Start of Exercise input

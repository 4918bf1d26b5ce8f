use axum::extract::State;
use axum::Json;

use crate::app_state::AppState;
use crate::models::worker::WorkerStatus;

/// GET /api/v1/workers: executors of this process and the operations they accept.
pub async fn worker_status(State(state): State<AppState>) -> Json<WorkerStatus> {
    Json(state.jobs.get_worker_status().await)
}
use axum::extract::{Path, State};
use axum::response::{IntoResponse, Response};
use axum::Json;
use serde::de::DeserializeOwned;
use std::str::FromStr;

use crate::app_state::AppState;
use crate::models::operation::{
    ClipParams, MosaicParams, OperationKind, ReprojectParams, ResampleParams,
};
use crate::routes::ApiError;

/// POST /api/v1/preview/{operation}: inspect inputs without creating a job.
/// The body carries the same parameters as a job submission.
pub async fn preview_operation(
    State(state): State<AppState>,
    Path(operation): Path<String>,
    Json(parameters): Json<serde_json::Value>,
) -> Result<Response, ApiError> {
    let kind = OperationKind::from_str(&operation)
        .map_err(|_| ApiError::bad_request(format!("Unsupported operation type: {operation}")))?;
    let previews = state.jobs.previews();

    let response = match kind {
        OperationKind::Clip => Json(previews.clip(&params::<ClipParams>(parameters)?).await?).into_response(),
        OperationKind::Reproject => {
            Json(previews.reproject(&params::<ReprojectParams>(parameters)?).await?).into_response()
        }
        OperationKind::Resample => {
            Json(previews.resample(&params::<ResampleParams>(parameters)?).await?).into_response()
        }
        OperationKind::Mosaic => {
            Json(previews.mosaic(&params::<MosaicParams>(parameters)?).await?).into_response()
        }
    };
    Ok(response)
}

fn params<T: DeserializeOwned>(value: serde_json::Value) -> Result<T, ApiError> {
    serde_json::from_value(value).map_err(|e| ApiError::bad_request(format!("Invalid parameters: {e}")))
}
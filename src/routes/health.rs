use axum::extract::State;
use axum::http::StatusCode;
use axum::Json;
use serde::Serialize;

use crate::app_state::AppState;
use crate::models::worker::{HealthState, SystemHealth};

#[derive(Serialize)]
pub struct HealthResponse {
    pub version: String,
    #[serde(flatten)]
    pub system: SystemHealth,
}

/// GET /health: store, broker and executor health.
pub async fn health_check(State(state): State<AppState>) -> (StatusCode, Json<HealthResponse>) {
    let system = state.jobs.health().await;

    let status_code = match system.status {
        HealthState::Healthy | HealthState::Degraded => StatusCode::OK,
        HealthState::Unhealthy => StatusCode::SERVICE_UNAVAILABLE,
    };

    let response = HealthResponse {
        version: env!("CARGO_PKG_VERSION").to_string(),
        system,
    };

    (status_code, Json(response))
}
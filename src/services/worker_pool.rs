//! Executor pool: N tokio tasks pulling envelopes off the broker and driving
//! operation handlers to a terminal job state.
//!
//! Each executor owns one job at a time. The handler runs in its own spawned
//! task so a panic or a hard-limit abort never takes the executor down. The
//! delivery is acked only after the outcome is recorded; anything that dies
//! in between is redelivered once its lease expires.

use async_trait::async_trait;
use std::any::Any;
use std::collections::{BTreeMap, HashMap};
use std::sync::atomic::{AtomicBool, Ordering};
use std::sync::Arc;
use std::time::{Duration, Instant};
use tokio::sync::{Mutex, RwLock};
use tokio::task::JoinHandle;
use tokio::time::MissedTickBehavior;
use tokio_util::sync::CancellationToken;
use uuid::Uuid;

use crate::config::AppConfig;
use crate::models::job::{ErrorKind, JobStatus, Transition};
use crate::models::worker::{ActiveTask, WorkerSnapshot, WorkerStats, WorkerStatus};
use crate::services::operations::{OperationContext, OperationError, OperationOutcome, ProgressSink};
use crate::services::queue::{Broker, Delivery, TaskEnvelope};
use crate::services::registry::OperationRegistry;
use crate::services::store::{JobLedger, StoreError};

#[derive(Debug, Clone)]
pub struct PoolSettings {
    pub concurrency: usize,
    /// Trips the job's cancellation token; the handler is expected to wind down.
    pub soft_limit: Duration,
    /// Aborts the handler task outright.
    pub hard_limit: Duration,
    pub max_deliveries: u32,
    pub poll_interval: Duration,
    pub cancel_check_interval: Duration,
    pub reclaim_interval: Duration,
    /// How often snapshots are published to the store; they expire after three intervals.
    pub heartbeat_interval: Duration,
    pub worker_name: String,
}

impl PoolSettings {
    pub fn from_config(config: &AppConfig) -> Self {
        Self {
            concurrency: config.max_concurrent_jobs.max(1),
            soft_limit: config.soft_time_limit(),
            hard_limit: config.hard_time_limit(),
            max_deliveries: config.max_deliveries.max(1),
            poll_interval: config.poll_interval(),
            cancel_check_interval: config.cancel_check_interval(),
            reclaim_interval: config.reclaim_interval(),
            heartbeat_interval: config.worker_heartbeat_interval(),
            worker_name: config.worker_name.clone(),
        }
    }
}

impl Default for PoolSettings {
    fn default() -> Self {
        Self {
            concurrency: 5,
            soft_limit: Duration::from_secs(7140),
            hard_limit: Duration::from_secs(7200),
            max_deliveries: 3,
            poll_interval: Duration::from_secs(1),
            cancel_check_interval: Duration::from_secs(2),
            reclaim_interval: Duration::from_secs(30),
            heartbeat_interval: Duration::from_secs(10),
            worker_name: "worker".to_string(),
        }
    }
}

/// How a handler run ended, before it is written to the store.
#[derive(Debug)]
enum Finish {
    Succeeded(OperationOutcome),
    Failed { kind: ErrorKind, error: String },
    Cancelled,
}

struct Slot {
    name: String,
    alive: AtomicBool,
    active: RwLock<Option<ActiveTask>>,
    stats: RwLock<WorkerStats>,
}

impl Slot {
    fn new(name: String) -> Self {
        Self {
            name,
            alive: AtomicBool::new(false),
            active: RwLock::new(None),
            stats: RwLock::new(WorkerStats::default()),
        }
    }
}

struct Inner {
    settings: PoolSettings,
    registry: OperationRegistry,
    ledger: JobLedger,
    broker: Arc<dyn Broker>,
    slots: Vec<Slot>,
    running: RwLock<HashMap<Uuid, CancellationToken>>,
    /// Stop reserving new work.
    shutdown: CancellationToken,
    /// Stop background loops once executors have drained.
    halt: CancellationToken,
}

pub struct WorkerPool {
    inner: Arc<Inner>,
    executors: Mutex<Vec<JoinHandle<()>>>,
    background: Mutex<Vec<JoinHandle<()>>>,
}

End of Exercise input
Start of Exercise input

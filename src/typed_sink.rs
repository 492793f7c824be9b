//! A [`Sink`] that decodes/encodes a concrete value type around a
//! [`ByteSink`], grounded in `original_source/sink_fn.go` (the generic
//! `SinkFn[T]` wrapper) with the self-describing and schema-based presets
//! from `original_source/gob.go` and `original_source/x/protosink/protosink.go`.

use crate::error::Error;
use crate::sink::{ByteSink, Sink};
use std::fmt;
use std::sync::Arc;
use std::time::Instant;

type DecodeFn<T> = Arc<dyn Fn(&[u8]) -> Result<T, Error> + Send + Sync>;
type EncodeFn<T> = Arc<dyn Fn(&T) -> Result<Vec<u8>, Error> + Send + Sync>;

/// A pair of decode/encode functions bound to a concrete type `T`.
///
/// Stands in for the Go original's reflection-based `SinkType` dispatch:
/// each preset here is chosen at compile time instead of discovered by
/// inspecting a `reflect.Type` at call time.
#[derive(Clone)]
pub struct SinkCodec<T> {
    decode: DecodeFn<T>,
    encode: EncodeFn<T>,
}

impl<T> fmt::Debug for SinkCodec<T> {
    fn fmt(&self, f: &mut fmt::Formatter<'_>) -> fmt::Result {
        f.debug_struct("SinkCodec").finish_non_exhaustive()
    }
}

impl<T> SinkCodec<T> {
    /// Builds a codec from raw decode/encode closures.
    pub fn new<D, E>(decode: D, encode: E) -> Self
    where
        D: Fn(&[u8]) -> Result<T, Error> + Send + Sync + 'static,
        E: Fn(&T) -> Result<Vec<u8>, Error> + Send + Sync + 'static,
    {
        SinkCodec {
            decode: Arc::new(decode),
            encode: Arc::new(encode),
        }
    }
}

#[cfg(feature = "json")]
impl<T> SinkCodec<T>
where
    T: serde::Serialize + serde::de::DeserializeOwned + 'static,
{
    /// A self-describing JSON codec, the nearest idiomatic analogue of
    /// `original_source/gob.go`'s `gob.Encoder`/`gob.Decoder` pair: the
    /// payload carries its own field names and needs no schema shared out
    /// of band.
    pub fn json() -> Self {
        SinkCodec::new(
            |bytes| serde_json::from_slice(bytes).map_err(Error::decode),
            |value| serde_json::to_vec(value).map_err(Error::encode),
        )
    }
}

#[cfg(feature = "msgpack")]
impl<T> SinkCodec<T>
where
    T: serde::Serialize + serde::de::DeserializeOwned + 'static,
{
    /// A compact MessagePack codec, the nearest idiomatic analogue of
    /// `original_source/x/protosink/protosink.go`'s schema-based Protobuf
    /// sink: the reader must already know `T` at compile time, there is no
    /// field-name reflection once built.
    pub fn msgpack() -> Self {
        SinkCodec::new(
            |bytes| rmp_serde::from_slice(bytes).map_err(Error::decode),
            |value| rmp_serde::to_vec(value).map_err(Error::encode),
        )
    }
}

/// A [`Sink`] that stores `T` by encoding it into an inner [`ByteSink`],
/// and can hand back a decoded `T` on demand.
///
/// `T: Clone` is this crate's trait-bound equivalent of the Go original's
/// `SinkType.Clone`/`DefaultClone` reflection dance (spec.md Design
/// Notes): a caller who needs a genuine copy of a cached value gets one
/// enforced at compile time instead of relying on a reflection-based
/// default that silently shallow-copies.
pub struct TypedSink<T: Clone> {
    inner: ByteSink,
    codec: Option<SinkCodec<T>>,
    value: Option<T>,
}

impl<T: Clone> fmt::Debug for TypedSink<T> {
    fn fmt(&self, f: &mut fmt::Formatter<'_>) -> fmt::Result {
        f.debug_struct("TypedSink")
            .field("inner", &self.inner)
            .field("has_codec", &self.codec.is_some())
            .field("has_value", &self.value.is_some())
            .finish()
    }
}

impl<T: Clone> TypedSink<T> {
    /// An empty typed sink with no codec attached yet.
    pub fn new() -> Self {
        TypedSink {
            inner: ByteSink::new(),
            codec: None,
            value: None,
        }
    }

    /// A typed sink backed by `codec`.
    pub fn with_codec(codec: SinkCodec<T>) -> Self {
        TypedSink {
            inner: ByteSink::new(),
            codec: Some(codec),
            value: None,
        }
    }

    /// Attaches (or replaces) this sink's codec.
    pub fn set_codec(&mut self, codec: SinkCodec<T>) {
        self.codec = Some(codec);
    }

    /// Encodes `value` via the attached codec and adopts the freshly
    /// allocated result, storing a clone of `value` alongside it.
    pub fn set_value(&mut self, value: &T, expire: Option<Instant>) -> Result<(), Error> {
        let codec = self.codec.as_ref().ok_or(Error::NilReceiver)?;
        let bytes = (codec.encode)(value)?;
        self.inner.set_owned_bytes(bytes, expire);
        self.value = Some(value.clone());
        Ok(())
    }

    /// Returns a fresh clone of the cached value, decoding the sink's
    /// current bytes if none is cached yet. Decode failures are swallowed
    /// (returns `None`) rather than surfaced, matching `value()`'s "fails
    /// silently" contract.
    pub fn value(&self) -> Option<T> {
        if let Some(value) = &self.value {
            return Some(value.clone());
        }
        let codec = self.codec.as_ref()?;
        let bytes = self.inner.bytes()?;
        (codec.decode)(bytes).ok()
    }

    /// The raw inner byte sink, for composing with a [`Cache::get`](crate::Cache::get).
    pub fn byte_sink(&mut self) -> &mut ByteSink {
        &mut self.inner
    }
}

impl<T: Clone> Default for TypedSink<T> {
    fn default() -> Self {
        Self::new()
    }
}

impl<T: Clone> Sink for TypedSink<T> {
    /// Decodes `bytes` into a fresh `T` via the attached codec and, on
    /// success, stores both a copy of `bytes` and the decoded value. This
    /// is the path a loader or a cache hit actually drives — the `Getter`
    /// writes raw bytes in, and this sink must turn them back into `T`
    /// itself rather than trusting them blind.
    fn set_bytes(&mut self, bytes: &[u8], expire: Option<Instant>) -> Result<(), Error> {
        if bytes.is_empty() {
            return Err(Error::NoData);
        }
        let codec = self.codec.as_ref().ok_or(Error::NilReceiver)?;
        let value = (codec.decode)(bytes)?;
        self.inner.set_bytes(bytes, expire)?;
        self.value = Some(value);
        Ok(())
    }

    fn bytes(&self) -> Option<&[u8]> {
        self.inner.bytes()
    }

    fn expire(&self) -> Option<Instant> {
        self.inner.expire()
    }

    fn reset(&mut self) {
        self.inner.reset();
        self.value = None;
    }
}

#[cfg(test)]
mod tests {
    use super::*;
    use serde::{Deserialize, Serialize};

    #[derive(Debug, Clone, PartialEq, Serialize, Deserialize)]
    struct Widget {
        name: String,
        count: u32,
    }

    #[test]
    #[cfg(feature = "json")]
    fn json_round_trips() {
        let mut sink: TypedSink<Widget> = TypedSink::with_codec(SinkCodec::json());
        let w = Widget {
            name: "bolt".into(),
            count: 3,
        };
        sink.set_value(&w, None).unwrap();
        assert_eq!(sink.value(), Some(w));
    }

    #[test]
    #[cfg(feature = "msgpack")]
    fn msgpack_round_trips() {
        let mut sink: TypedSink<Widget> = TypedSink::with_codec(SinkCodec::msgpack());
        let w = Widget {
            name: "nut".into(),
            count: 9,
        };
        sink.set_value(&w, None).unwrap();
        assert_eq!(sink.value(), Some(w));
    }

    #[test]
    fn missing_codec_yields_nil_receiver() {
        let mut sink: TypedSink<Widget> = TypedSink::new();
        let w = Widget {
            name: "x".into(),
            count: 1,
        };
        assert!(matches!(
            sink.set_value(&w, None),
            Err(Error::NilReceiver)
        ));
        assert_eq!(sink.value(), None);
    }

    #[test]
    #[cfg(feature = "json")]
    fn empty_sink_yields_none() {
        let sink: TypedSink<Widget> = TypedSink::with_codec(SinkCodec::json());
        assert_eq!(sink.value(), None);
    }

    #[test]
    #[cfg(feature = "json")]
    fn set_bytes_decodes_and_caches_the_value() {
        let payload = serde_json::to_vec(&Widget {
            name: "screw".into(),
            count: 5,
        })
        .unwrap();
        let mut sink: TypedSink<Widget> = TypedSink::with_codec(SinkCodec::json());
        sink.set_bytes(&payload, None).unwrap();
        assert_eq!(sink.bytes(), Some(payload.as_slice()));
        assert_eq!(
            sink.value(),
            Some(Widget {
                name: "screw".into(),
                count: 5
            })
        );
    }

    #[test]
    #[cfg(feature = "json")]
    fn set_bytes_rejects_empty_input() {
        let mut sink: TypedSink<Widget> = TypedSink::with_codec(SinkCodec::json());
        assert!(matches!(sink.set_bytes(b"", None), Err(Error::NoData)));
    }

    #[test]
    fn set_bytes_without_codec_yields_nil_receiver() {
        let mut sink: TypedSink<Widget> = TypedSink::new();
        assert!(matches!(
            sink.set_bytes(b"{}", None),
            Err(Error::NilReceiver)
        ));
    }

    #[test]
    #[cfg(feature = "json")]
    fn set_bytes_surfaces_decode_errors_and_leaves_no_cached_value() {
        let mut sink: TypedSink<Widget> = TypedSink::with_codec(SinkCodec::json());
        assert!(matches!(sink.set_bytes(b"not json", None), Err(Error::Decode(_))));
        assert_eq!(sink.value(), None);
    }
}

End of Exercise input
Start of Exercise input

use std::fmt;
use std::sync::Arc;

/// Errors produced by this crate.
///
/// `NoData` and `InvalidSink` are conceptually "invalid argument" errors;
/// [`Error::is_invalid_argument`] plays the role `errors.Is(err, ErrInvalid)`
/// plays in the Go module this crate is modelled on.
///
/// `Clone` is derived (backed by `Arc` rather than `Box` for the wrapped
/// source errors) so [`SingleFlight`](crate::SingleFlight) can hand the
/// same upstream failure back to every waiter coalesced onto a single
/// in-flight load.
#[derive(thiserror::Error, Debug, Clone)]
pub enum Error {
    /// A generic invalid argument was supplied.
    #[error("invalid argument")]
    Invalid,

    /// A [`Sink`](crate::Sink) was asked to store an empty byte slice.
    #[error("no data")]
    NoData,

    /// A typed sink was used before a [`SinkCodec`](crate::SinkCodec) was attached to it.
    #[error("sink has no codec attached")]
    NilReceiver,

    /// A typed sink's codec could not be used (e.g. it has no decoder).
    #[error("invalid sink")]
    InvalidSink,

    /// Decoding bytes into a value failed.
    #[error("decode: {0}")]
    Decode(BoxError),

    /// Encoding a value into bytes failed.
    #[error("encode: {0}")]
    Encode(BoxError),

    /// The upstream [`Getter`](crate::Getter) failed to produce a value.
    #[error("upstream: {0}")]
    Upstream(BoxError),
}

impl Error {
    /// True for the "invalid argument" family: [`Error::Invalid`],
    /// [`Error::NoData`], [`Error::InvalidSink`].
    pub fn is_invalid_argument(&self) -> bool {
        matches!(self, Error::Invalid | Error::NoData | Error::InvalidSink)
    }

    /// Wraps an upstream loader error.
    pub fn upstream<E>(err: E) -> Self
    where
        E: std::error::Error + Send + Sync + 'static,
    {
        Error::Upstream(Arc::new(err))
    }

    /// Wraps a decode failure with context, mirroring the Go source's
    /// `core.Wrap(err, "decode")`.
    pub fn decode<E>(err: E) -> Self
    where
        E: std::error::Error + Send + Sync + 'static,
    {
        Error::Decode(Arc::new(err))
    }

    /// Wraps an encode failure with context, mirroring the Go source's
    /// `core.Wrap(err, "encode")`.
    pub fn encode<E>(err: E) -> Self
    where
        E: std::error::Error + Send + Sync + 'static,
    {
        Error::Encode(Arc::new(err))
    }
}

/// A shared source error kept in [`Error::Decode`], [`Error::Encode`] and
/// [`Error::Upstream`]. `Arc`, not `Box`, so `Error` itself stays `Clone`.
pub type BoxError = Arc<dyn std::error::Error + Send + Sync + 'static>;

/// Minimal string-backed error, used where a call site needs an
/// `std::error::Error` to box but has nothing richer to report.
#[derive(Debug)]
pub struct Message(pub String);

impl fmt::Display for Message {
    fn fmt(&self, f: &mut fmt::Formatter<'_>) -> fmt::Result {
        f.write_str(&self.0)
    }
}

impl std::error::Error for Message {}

End of Exercise input

In the entries above, restate word for word the lines between the one holding "HealthState::Healthy | HealthState::Degraded" and the one holding "anything that dies", inclusive, and nothing besides.

Task output:
        HealthState::Healthy | HealthState::Degraded => StatusCode::OK,
        HealthState::Unhealthy => StatusCode::SERVICE_UNAVAILABLE,
    };

    let response = HealthResponse {
        version: env!("CARGO_PKG_VERSION").to_string(),
        system,
    };

    (status_code, Json(response))
}
filename src/services/worker_pool.rs
//! Executor pool: N tokio tasks pulling envelopes off the broker and driving
//! operation handlers to a terminal job state.
//!
//! Each executor owns one job at a time. The handler runs in its own spawned
//! task so a panic or a hard-limit abort never takes the executor down. The
//! delivery is acked only after the outcome is recorded; anything that dies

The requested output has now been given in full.